Adjunctive intravenous immunoglobulins (IVIg) for moderate-severe COVID-19: emerging therapeutic roles

ORCID Icon, ORCID Icon, ORCID Icon & ORCID Icon
Pages 903-905 | Received 09 Jan 2021, Accepted 11 Mar 2021, Published online: 31 Mar 2021
This article is related to:
Effects of adjunct treatment with intravenous immunoglobulins on the course of severe COVID-19: results from a retrospective cohort study

Approximately 1−5% of patients with the coronavirus disease 2019 (COVID-2019), caused by the severe acute respiratory syndrome coronavirus-2 (SARS-CoV-2) develop severe or critical disease characterized by acute respiratory distress syndrome (ARDS), coagulopathy, sepsis and multiple-organ failure, requiring intensive care supportCitation1,Citation2.

As efficacious COVID-19 vaccines are being rolled out to control the pandemic, their distribution and demand is overwhelming. Moreover, there is no established targeted anti-viral therapy for COVID-19, which makes clinical management extremely difficult. Several candidate therapies, including supportive interventions (supplemental oxygenation, mechanical ventilation and extracorporeal membrane oxygenation), immunomodulatory agents (corticosteroids), antiviral therapy like remdesivir, convalescent plasma, and intravenous immunoglobulins (IVIg) have been tentatively applied in clinical settings based on limited evidenceCitation3,Citation4.

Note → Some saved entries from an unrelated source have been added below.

//! Assorted constants & hard-coded configuration
use crate::game::{Cell, Direction, GridSize, SnakeStart};
use ratatui::{
    layout::Size,
    style::{Color, Modifier, Style},
};

/// Dimensions of the playing field
pub(crate) const GRID_SIZE: GridSize = GridSize::new(20, 20);

/// Where every new snake starts and which way it initially moves
pub(crate) const SNAKE_START: SnakeStart = SnakeStart {
    head: Cell::new(10, 10),
    direction: Direction::Right,
};

/// Points awarded for each food eaten
pub(crate) const FOOD_REWARD: u32 = 10;

/// Number of terminal columns used to draw one grid cell, so that cells look
/// roughly square
pub(crate) const CELL_WIDTH: u16 = 2;

/// Draw everything inside a rectangle of this size in the center of the
/// terminal window.
///
/// Cf. [`crate::util::get_display_area()`]
pub(crate) const DISPLAY_SIZE: Size = Size {
    width: 46,
    height: 25,
};

/// Glyph for the snake's head
pub(crate) const SNAKE_HEAD_SYMBOL: &str = "██";

/// Glyph for the parts of the snake's body
pub(crate) const SNAKE_BODY_SYMBOL: &str = "▓▓";

/// Glyph for the food
pub(crate) const FOOD_SYMBOL: &str = "██";

/// Style for the snake's head
pub(crate) const SNAKE_HEAD_STYLE: Style = Style::new()
    .fg(Color::Green)
    .add_modifier(Modifier::BOLD);

/// Style for the snake's body
pub(crate) const SNAKE_BODY_STYLE: Style = Style::new().fg(Color::LightGreen);

/// Style for the food
pub(crate) const FOOD_STYLE: Style = Style::new().fg(Color::LightRed);

/// Style for key codes shown in the interface
pub(crate) const KEY_STYLE: Style = Style::new().fg(Color::Yellow);

/// Style for the score bar at the top of the game screen
pub(crate) const SCORE_BAR_STYLE: Style = Style::new().add_modifier(Modifier::REVERSED);

/// Style for the game-over pop-up
pub(crate) const GAME_OVER_STYLE: Style = Style::new().fg(Color::White).bg(Color::DarkGray);
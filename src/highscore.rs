use enum_dispatch::enum_dispatch;
use serde_json::{Map, Value};
use std::path::{Path, PathBuf};
use thiserror::Error;

/// Key under which the best score is stored
pub(crate) const HIGH_SCORE_KEY: &str = "highScore";

/// Somewhere to keep the best score between sessions
#[enum_dispatch]
pub(crate) trait HighScoreStore {
    /// Fetch the stored best score.  Returns `Ok(None)` if nothing has been
    /// stored yet.
    fn get_high_score(&mut self) -> Result<Option<u32>, LoadError>;

    fn set_high_score(&mut self, score: u32) -> Result<(), SaveError>;
}

/// The store selected by the configuration
#[enum_dispatch(HighScoreStore)]
#[derive(Clone, Debug, Eq, PartialEq)]
pub(crate) enum Storage {
    JsonFileStore,
    MemoryStore,
}

/// A store that keeps the best score for the lifetime of the process only
#[derive(Clone, Debug, Default, Eq, PartialEq)]
pub(crate) struct MemoryStore(Option<u32>);

impl MemoryStore {
    pub(crate) fn new() -> MemoryStore {
        MemoryStore::default()
    }

    #[cfg(test)]
    pub(crate) fn with_score(score: u32) -> MemoryStore {
        MemoryStore(Some(score))
    }
}

impl HighScoreStore for MemoryStore {
    fn get_high_score(&mut self) -> Result<Option<u32>, LoadError> {
        Ok(self.0)
    }

    fn set_high_score(&mut self, score: u32) -> Result<(), SaveError> {
        self.0 = Some(score);
        Ok(())
    }
}

/// A store backed by a JSON object on disk.  Keys other than
/// [`HIGH_SCORE_KEY`] are preserved when saving.
#[derive(Clone, Debug, Eq, PartialEq)]
pub(crate) struct JsonFileStore {
    path: PathBuf,
}

impl JsonFileStore {
    pub(crate) fn new(path: PathBuf) -> JsonFileStore {
        JsonFileStore { path }
    }

    /// Return the default high score file path
    pub(crate) fn default_path() -> Option<PathBuf> {
        dirs::data_local_dir().map(|p| p.join("gridsnake").join("highscore.json"))
    }

    pub(crate) fn path(&self) -> &Path {
        &self.path
    }

    fn read_map(&self) -> Result<Option<Map<String, Value>>, LoadError> {
        let src = match fs_err::read(&self.path) {
            Ok(src) => src,
            Err(e) if e.kind() == std::io::ErrorKind::NotFound => return Ok(None),
            Err(e) => return Err(LoadError::read(e)),
        };
        serde_json::from_slice(&src)
            .map(Some)
            .map_err(LoadError::deserialize)
    }
}

impl HighScoreStore for JsonFileStore {
    fn get_high_score(&mut self) -> Result<Option<u32>, LoadError> {
        let Some(map) = self.read_map()? else {
            return Ok(None);
        };
        match map.get(HIGH_SCORE_KEY) {
            None | Some(Value::Null) => Ok(None),
            Some(v) => v
                .as_u64()
                .and_then(|n| u32::try_from(n).ok())
                .map(Some)
                .ok_or(LoadError(LoadErrorSource::BadValue)),
        }
    }

    fn set_high_score(&mut self, score: u32) -> Result<(), SaveError> {
        // An unreadable file is replaced rather than blocking the save.
        let mut map = self.read_map().ok().flatten().unwrap_or_default();
        map.insert(HIGH_SCORE_KEY.to_owned(), Value::from(score));
        if let Some(parent) = self.path.parent().filter(|p| !p.as_os_str().is_empty()) {
            fs_err::create_dir_all(parent).map_err(SaveError::mkdir)?;
        }
        let mut src = serde_json::to_string(&map).map_err(SaveError::serialize)?;
        src.push('\n');
        fs_err::write(&self.path, &src).map_err(SaveError::write)?;
        Ok(())
    }
}

#[derive(Debug, Error)]
#[error("Failed to save high score to disk")]
pub(crate) struct SaveError(#[source] SaveErrorSource);

impl SaveError {
    fn mkdir(e: std::io::Error) -> Self {
        SaveError(SaveErrorSource::Mkdir(e))
    }

    fn serialize(e: serde_json::Error) -> Self {
        SaveError(SaveErrorSource::Serialize(e))
    }

    pub(crate) fn write(e: std::io::Error) -> Self {
        SaveError(SaveErrorSource::Write(e))
    }
}

#[derive(Debug, Error)]
enum SaveErrorSource {
    #[error("failed to create parent directories")]
    Mkdir(#[source] std::io::Error),
    #[error("failed to serialize high score")]
    Serialize(#[source] serde_json::Error),
    #[error("failed to write high score file")]
    Write(#[source] std::io::Error),
}

#[derive(Debug, Error)]
#[error("Failed to read high score from disk")]
pub(crate) struct LoadError(#[source] LoadErrorSource);

impl LoadError {
    pub(crate) fn read(e: std::io::Error) -> Self {
        LoadError(LoadErrorSource::Read(e))
    }

    fn deserialize(e: serde_json::Error) -> Self {
        LoadError(LoadErrorSource::Deserialize(e))
    }
}

#[derive(Debug, Error)]
enum LoadErrorSource {
    #[error("failed to read high score file")]
    Read(#[source] std::io::Error),
    #[error("failed to deserialize high score file")]
    Deserialize(#[source] serde_json::Error),
    #[error("stored high score is not a non-negative 32-bit integer")]
    BadValue,
}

Recent evidence suggests that the cytokine release syndrome (or cytokine storm), a scenario characterized by an exaggerated cytokine release in response to viral infection, underlies severe COVID-19Citation5. Overproduction of pro-inflammatory cytokines such as interleukin (IL)-1, IL-6, IL-8, IL-12, chemokine ligand (CCL)-2, and tumor necrosis factor-alpha (TNFα) leads to alveolar and vascular lung damage, presenting as ARDS seen in severe COVID-19Citation6. Therefore, therapeutics such as convalescent plasma, IVIg, and monoclonal antibodies targeting the immune response to SARS-CoV-2 have proven some benefit in the management of COVID-19. IVIg are intravenously administered antibody products purified from pooled plasma of thousands of healthy donors. They are a concentration of antibodies classically made up of polyspecific immunoglobulin G (IgG) and trace amounts of IgA or IgMCitation7.

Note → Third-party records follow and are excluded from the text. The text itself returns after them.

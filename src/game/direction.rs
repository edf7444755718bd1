use super::grid::Cell;
use std::fmt;

#[derive(Clone, Copy, Debug, Eq, PartialEq)]
pub(crate) enum Direction {
    Up,
    Down,
    Left,
    Right,
}

impl Direction {
    /// Return the cell one step from `cell` in this direction.  The result
    /// may lie outside the playing field.
    pub(crate) fn step(self, cell: Cell) -> Cell {
        let Cell { x, y } = cell;
        match self {
            Direction::Up => Cell::new(x, y - 1),
            Direction::Down => Cell::new(x, y + 1),
            Direction::Left => Cell::new(x - 1, y),
            Direction::Right => Cell::new(x + 1, y),
        }
    }

    pub(crate) fn opposite(self) -> Direction {
        match self {
            Direction::Up => Direction::Down,
            Direction::Down => Direction::Up,
            Direction::Left => Direction::Right,
            Direction::Right => Direction::Left,
        }
    }

    pub(crate) fn as_str(self) -> &'static str {
        match self {
            Direction::Up => "up",
            Direction::Down => "down",
            Direction::Left => "left",
            Direction::Right => "right",
        }
    }
}

impl fmt::Display for Direction {
    fn fmt(&self, f: &mut fmt::Formatter<'_>) -> fmt::Result {
        f.pad(self.as_str())
    }
}
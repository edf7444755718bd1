use crate::consts;
use enum_map::Enum;
use ratatui::layout::{Flex, Layout, Rect, Size};
use std::error::Error;

pub(crate) trait EnumExt: Enum {
    fn iter() -> impl Iterator<Item = Self> {
        (0..Self::LENGTH).map(Self::from_usize)
    }

    fn next(self) -> Option<Self> {
        let i = self.into_usize() + 1;
        (i < Self::LENGTH).then(|| Self::from_usize(i))
    }

    fn prev(self) -> Option<Self> {
        let i = self.into_usize().checked_sub(1)?;
        Some(Self::from_usize(i))
    }
}

impl<T: Enum> EnumExt for T {}

pub(crate) fn get_display_area(buffer_area: Rect) -> Rect {
    center_rect(buffer_area, consts::DISPLAY_SIZE)
}

/// Return a `Rect` of the given size centered within `area`.  If `area` is
/// smaller than `size`, the result is clipped to `area`.
pub(crate) fn center_rect(area: Rect, size: Size) -> Rect {
    let [area] = Layout::horizontal([size.width])
        .flex(Flex::Center)
        .areas(area);
    let [area] = Layout::vertical([size.height])
        .flex(Flex::Center)
        .areas(area);
    area
}

/// Render an error and its chain of sources as a single line
pub(crate) fn error_chain(e: &dyn Error) -> String {
    let mut msg = e.to_string();
    let mut source = e.source();
    while let Some(src) = source {
        msg.push_str(": ");
        msg.push_str(&src.to_string());
        source = src.source();
    }
    msg
}
use super::{Cell, GridSize, Renderer};
use crate::consts;
use crate::util::center_rect;
use ratatui::{
    buffer::Buffer,
    layout::{Alignment, Margin, Rect, Size},
    style::Style,
    text::Line,
    widgets::{
        block::{Block, Padding},
        Clear, Widget,
    },
};

/// The terminal view of the playing field.  It remembers the most recent
/// frame handed to it by the game and draws that frame on request.
#[derive(Clone, Debug, Eq, PartialEq)]
pub(crate) struct Board {
    grid: GridSize,
    segments: Vec<Cell>,
    food: Option<Cell>,
    game_over: Option<GameOver>,
}

#[derive(Clone, Copy, Debug, Eq, PartialEq)]
struct GameOver {
    score: u32,
    high_score: u32,
}

impl Board {
    pub(crate) fn new(grid: GridSize) -> Board {
        Board {
            grid,
            segments: Vec::new(),
            food: None,
            game_over: None,
        }
    }

    /// The size of the area needed to draw the board, including its border
    pub(crate) fn size(&self) -> Size {
        let width = u16::try_from(self.grid.width).unwrap_or(u16::MAX);
        let height = u16::try_from(self.grid.height).unwrap_or(u16::MAX);
        Size {
            width: width.saturating_mul(consts::CELL_WIDTH).saturating_add(2),
            height: height.saturating_add(2),
        }
    }
}

impl Renderer for Board {
    fn render(&mut self, segments: &[Cell], food: Cell) {
        self.segments.clear();
        self.segments.extend_from_slice(segments);
        self.food = Some(food);
        self.game_over = None;
    }

    fn render_game_over(&mut self, score: u32, high_score: u32) {
        self.game_over = Some(GameOver { score, high_score });
    }
}

impl Widget for &Board {
    fn render(self, area: Rect, buf: &mut Buffer) {
        let block_area = center_rect(area, self.size());
        Block::bordered().render(block_area, buf);
        let mut field = Canvas {
            area: block_area.inner(Margin::new(1, 1)),
            buf,
        };
        if let Some(food) = self.food {
            field.draw_cell(food, consts::FOOD_SYMBOL, consts::FOOD_STYLE);
        }
        if let Some((&head, body)) = self.segments.split_first() {
            for &cell in body {
                field.draw_cell(cell, consts::SNAKE_BODY_SYMBOL, consts::SNAKE_BODY_STYLE);
            }
            // Draw the head last so that it stays visible when it overlaps
            // the body or the food.
            field.draw_cell(head, consts::SNAKE_HEAD_SYMBOL, consts::SNAKE_HEAD_STYLE);
        }
        if let Some(summary) = self.game_over {
            let popup = center_rect(
                block_area,
                Size {
                    width: GameOver::WIDTH,
                    height: GameOver::HEIGHT,
                },
            );
            summary.render(popup, buf);
        }
    }
}

impl GameOver {
    const WIDTH: u16 = 29;
    const HEIGHT: u16 = 5;
}

impl Widget for GameOver {
    /*
     * ┌───────── GAME OVER ─────────┐
     * │ Score: 30                   │
     * │ Best: 30                    │
     * │ Press Enter to play again   │
     * └─────────────────────────────┘
     */

    fn render(self, area: Rect, buf: &mut Buffer) {
        Clear.render(area, buf);
        let block = Block::bordered()
            .title(" GAME OVER ")
            .title_alignment(Alignment::Center)
            .padding(Padding::horizontal(1))
            .style(consts::GAME_OVER_STYLE);
        let inner = block.inner(area);
        block.render(area, buf);
        let lines = [
            Line::from(format!("Score: {}", self.score)),
            Line::from(format!("Best: {}", self.high_score)),
            Line::from("Press Enter to play again"),
        ];
        for (line, row) in lines.into_iter().zip(inner.rows()) {
            line.render(row, buf);
        }
    }
}

#[derive(Debug, Eq, PartialEq)]
struct Canvas<'a> {
    area: Rect,
    buf: &'a mut Buffer,
}

impl Canvas<'_> {
    /// Draw `symbol` at grid cell `cell`.  Cells outside the area are
    /// skipped.
    fn draw_cell(&mut self, cell: Cell, symbol: &str, style: Style) {
        let (Ok(x), Ok(y)) = (u16::try_from(cell.x), u16::try_from(cell.y)) else {
            return;
        };
        let Some(x) = x.checked_mul(consts::CELL_WIDTH) else {
            return;
        };
        if x >= self.area.width || y >= self.area.height {
            return;
        }
        self.buf.set_string(
            self.area.x + x,
            self.area.y + y,
            symbol,
            Style::reset().patch(style),
        );
    }
}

The major mechanisms of action of IVIg in hyper-inflammatory states include; 1. blockage of intact Fcγ receptors on immune cells to inhibit their activation and subsequent intracellular signaling and cell function, 2. up-regulation of inhibitory Fcγ receptor IIB (CD32B) on various immune cells including B cells, Dendritic cells, Monocytes/macrophages and Basophils, which switches off the intracellular inflammatory cascades; 3. Inhibiting complement-mediated tissue damage, and 4. down-regulating pro-inflammatory cytokines (TNFa, IL-1b, IL-6, IL-12) while up-regulating anti-inflammatory cytokines (IL-10 and transforming growth factor)Citation8. IVIg has also been found to suppress inflammation through T-helper 2 biased pathway and may also contain natural antibodies that act against tumors, auto-reactive B-cells, pathogens and altered moleculesCitation9,Citation10. Various studies and systemic reviews have been done on the effects of these immunoglobulins on coronaviruses like SARS-CoV, SARS-CoV-2, MERS-CoV, and other viruses like H1N1; some of the results were seemingly promising, but many were inconclusive or weak, secondary to concurrent use of other drugs, and other confounding factorsCitation11.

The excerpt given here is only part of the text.